**The task**
Whenever the string "ChartRenderer" appears in a line below, please copy the line out.

Top of Exercise input

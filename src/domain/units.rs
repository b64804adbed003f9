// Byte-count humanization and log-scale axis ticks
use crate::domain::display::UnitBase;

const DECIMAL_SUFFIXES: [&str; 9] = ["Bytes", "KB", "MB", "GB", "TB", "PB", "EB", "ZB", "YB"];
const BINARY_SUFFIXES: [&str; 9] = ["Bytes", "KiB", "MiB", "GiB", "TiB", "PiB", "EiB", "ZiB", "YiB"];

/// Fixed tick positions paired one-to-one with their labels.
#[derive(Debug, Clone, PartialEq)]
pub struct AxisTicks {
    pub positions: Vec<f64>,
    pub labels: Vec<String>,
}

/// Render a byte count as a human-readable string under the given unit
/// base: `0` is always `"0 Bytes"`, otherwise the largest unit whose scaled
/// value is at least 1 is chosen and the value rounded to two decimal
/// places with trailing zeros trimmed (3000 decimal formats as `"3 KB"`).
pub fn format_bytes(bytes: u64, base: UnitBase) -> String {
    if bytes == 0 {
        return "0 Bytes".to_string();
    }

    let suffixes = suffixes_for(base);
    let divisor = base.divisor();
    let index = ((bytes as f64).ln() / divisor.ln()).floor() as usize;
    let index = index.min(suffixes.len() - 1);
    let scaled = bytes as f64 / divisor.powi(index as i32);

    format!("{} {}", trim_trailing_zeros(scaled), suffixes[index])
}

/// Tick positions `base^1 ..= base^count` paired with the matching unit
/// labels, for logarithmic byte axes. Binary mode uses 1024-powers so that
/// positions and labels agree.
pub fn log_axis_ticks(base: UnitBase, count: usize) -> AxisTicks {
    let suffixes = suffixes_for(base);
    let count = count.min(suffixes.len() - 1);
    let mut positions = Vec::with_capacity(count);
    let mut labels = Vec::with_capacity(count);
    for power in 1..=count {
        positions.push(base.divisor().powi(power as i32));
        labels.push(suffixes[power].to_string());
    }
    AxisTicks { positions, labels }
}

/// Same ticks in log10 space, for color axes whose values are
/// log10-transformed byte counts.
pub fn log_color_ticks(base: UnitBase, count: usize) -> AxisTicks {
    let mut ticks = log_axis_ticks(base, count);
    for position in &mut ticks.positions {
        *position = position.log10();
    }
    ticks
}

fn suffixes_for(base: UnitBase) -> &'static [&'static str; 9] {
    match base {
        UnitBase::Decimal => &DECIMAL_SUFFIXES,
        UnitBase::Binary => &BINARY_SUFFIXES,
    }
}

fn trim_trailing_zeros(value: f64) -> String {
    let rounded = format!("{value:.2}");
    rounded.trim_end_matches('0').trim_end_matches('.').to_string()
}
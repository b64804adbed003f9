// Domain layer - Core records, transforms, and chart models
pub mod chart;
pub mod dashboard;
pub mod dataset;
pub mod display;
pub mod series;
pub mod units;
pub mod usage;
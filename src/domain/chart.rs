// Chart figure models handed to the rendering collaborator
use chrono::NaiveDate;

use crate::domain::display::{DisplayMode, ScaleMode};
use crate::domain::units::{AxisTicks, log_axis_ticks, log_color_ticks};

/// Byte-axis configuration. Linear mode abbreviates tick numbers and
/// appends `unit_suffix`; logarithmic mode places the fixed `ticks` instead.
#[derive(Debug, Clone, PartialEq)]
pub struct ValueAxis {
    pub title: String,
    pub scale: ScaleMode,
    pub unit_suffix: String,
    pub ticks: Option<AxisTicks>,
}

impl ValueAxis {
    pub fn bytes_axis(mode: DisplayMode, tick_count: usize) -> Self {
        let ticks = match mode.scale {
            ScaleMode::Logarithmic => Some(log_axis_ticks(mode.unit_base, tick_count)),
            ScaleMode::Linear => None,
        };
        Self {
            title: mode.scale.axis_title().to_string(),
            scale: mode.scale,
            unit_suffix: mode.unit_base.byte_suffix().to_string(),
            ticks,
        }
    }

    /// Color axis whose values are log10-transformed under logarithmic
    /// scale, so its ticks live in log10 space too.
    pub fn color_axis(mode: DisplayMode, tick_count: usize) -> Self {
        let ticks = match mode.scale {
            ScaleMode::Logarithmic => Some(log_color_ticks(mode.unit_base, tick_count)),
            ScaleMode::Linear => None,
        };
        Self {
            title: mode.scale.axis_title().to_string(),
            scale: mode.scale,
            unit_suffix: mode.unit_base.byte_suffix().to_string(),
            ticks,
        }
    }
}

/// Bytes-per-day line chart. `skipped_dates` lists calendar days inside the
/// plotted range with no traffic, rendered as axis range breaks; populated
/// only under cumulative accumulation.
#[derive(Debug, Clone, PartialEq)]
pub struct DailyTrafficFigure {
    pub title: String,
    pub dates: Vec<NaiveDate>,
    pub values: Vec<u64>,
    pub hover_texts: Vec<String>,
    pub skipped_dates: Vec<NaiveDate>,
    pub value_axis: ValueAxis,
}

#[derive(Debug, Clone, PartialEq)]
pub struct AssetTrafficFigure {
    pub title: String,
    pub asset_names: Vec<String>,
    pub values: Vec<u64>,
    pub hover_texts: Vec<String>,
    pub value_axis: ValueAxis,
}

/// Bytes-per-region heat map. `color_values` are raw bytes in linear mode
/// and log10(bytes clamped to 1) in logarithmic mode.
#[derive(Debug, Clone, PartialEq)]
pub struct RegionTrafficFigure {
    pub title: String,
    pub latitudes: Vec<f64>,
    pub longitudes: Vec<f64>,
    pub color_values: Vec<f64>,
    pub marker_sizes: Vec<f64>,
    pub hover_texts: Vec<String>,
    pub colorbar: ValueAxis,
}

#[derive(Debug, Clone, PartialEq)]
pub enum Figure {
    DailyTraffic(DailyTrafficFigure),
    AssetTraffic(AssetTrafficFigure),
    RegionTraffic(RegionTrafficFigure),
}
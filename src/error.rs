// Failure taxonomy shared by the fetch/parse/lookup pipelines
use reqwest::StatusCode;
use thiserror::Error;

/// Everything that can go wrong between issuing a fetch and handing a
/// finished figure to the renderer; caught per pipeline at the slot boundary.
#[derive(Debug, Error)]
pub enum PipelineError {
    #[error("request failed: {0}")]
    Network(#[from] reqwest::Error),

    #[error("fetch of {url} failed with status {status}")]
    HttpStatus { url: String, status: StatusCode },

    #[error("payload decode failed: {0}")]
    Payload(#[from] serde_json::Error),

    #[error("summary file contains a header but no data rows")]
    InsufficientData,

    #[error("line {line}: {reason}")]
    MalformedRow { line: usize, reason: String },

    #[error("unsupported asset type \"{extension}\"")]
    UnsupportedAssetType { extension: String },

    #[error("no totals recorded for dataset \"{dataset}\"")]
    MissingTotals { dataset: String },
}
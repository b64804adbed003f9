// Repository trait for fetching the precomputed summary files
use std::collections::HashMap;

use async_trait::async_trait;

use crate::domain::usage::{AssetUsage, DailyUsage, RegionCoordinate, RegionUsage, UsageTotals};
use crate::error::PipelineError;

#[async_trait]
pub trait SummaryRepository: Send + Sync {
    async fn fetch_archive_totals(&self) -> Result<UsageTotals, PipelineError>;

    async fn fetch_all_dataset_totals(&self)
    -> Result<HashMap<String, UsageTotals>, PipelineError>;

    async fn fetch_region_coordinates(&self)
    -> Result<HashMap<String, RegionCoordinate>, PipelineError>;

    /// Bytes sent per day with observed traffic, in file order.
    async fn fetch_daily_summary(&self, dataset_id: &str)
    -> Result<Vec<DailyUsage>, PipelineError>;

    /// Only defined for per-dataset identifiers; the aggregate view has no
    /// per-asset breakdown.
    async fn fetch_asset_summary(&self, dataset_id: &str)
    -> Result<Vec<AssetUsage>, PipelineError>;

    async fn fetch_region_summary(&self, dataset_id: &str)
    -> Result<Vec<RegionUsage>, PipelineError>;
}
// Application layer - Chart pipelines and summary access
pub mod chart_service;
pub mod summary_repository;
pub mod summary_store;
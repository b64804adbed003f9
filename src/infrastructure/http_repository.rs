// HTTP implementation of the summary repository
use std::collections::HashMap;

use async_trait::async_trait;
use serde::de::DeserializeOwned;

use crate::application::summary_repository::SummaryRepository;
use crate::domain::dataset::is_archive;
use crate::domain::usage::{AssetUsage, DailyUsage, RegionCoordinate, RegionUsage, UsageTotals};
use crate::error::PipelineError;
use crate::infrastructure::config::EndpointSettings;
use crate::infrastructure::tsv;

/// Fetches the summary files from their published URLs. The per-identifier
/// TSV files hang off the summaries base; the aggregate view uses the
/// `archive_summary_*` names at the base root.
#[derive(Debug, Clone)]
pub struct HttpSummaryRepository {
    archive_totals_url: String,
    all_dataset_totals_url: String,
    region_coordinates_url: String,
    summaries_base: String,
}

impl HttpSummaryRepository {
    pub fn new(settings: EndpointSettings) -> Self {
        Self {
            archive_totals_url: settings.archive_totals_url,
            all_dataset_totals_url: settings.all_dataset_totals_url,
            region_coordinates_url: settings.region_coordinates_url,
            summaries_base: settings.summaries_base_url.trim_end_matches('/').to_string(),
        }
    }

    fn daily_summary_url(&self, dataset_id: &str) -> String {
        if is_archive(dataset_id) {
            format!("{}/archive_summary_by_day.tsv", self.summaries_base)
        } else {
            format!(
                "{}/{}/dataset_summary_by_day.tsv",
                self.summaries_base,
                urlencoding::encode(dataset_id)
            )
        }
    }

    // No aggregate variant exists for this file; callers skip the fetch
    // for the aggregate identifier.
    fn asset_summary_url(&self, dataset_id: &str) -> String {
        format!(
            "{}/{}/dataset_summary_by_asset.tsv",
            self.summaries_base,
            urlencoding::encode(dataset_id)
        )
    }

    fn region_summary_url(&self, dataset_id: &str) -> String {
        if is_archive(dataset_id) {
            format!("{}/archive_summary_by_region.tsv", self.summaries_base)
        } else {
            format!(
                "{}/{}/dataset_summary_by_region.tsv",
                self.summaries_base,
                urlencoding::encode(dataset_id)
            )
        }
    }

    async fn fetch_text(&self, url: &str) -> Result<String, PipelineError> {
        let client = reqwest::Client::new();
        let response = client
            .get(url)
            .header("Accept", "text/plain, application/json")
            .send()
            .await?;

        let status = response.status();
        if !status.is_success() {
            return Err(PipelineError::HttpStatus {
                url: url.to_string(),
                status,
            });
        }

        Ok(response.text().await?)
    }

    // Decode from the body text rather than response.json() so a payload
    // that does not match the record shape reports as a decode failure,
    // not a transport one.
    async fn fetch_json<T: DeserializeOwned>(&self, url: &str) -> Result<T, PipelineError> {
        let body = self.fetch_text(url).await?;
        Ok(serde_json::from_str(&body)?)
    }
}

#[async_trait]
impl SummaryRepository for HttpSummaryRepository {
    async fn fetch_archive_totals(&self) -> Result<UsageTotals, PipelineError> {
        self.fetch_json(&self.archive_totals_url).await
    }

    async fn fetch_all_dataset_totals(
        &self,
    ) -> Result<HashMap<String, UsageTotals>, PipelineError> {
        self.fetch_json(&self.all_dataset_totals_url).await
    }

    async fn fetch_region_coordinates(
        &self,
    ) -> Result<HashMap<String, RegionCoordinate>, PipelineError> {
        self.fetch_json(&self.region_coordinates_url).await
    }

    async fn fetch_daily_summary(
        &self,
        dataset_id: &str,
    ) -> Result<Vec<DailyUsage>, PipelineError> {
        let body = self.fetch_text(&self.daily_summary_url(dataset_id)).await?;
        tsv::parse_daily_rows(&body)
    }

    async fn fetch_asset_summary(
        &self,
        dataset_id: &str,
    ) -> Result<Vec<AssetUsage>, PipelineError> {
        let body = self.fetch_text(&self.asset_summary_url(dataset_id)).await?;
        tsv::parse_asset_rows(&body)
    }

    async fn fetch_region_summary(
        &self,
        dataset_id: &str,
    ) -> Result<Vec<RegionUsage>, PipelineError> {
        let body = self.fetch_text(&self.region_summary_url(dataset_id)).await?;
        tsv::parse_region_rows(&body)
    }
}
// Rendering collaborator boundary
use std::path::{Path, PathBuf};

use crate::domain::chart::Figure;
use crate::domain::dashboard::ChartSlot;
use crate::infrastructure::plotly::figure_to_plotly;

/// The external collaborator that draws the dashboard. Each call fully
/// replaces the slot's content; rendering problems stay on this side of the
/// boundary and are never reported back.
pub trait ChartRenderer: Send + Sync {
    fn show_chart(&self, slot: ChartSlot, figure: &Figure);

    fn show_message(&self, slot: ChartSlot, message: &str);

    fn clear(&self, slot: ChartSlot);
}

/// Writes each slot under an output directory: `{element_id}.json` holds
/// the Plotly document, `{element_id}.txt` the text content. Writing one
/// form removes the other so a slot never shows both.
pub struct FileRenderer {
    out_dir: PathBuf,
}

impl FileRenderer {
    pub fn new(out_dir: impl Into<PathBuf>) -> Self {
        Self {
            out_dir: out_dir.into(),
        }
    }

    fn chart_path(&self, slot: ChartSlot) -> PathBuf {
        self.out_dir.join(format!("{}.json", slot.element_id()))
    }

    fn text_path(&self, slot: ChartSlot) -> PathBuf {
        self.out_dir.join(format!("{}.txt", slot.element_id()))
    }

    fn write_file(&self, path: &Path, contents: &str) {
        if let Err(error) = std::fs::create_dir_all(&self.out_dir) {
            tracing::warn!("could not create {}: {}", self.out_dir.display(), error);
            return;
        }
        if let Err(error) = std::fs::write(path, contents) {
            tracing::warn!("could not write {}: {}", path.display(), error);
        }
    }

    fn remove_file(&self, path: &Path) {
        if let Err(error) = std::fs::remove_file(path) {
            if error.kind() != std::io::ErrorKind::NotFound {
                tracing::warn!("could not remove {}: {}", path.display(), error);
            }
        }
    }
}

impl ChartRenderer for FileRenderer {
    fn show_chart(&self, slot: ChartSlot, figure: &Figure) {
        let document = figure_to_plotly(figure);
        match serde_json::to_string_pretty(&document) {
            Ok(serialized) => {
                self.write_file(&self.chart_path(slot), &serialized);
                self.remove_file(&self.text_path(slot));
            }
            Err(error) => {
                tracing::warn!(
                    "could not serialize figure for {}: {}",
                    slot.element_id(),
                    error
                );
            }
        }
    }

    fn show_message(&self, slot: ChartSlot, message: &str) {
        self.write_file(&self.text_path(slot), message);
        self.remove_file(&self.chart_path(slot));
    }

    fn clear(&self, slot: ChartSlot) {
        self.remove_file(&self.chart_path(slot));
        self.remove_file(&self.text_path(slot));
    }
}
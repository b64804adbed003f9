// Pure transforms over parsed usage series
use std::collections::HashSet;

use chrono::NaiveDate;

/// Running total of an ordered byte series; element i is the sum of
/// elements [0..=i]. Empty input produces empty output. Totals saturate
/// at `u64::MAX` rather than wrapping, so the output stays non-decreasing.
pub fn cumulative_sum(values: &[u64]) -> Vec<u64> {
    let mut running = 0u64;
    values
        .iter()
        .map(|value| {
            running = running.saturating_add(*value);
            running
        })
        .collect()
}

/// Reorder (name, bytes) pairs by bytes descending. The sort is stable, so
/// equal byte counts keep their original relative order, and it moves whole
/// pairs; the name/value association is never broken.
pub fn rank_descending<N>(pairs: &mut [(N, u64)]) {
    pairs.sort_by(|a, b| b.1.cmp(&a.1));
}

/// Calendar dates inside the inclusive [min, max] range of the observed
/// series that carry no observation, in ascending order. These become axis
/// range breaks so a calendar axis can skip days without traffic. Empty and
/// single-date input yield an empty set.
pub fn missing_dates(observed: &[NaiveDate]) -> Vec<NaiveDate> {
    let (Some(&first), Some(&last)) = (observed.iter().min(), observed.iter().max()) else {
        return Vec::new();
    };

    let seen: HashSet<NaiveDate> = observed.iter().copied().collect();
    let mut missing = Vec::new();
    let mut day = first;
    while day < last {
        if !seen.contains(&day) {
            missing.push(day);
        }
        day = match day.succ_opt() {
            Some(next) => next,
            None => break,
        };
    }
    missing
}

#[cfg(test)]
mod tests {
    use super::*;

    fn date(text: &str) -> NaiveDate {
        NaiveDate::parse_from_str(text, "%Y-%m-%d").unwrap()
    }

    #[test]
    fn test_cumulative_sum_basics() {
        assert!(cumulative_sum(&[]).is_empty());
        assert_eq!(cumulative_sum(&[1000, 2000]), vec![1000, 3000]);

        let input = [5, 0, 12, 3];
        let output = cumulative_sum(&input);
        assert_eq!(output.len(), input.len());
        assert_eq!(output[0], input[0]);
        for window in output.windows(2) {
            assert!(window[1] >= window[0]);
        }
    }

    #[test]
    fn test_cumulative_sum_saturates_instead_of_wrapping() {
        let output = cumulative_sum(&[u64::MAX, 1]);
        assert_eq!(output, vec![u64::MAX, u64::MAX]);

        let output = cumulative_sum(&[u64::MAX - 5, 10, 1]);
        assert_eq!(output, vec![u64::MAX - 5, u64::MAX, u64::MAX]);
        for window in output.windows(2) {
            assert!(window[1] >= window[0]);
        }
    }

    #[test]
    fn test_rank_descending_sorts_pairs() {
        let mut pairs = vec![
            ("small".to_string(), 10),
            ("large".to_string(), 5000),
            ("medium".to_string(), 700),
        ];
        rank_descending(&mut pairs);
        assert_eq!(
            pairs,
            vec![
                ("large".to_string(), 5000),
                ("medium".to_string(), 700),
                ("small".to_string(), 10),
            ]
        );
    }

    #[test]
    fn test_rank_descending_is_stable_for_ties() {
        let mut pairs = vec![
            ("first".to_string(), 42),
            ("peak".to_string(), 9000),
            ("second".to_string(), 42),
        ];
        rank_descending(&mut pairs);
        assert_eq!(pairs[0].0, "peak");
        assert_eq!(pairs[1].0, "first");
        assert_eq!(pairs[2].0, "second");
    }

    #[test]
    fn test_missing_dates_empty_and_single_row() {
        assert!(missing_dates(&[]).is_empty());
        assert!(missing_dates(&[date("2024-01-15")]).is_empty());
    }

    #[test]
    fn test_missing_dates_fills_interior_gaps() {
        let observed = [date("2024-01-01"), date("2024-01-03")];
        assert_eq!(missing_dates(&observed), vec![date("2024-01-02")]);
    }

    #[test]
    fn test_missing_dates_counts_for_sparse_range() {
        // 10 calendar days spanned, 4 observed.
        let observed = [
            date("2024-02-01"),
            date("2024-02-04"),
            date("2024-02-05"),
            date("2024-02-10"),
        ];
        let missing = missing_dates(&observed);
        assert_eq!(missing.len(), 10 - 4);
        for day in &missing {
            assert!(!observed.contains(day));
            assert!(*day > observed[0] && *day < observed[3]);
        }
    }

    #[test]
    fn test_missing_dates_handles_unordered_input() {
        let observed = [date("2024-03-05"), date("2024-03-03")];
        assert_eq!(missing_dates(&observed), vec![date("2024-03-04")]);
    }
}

Bottom of Exercise input

**Exercise answer**
pub trait ChartRenderer: Send + Sync {
impl ChartRenderer for FileRenderer {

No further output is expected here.